Your result should be every line of the records below that contains the word "trace".
[[ Material supplied open ]]
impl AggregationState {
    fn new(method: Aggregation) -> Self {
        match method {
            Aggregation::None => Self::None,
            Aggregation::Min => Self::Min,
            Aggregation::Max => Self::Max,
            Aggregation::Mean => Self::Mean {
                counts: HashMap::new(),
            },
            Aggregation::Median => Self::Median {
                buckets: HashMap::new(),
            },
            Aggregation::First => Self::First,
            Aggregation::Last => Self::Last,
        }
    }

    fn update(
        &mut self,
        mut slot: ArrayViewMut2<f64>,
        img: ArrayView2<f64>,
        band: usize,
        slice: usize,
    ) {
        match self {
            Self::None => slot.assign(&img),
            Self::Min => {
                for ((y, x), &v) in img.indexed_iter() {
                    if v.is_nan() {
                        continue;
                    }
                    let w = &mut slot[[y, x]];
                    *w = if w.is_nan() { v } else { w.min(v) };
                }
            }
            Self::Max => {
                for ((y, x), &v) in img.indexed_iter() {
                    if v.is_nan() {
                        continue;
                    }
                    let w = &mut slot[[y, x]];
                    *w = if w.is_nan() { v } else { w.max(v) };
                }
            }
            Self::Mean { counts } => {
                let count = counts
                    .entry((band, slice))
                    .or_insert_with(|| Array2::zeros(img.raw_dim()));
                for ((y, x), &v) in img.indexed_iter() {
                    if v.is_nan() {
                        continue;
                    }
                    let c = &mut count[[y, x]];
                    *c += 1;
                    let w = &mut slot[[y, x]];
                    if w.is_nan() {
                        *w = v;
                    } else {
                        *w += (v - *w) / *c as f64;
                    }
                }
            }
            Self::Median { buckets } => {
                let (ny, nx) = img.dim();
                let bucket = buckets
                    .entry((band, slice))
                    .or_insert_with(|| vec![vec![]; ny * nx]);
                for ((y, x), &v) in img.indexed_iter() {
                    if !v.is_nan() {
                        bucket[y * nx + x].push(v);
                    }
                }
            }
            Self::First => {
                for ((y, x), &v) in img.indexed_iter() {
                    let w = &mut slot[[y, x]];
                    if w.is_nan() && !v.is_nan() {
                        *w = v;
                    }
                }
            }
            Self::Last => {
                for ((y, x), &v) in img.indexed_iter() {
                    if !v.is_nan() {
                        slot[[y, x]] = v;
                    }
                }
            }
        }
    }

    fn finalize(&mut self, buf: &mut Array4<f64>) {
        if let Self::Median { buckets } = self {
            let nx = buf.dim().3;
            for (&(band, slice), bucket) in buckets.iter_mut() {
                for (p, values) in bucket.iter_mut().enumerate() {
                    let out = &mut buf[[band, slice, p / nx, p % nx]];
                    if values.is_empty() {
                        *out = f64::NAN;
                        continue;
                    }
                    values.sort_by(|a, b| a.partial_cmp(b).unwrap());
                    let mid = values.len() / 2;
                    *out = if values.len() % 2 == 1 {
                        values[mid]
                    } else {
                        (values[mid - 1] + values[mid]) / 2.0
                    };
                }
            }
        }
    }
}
[[ Material supplied closed ]]
[[ Material supplied open ]]
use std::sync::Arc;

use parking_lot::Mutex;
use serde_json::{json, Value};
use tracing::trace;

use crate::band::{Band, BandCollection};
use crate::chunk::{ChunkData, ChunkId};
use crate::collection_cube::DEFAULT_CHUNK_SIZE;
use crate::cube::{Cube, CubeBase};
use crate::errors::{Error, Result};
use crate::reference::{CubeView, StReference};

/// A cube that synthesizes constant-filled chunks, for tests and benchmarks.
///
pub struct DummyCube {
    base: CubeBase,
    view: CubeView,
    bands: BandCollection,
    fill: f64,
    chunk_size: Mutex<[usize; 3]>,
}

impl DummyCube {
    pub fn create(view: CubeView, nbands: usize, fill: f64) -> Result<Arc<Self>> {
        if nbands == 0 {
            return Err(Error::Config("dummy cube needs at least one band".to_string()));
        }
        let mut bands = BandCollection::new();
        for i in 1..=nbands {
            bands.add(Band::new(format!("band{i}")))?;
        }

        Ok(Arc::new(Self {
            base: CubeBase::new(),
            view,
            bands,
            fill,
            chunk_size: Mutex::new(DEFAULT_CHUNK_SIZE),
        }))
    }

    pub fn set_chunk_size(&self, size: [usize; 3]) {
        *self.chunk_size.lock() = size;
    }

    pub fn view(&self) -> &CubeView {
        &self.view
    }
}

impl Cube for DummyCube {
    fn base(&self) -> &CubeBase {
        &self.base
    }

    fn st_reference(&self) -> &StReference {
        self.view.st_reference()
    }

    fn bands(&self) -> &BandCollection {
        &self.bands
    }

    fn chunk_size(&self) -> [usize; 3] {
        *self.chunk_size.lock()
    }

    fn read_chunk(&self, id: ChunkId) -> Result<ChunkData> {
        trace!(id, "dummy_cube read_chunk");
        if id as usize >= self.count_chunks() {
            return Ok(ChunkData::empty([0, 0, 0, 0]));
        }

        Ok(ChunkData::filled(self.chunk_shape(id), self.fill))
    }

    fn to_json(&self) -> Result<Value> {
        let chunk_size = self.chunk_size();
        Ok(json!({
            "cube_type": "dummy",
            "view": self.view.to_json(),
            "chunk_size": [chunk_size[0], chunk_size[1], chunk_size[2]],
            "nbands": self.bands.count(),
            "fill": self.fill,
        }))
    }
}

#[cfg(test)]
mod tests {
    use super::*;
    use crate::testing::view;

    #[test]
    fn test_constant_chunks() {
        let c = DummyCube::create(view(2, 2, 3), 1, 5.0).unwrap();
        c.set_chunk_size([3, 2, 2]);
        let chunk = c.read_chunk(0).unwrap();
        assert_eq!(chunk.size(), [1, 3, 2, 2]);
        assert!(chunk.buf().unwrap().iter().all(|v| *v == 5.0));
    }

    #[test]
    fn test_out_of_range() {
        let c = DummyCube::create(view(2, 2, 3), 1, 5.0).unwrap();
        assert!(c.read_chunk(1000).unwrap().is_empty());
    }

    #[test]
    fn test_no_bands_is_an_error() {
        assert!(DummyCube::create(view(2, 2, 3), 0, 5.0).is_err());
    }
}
[[ Material supplied closed ]]
- **Finished exercise**
use tracing::trace;
        trace!(id, "dummy_cube read_chunk");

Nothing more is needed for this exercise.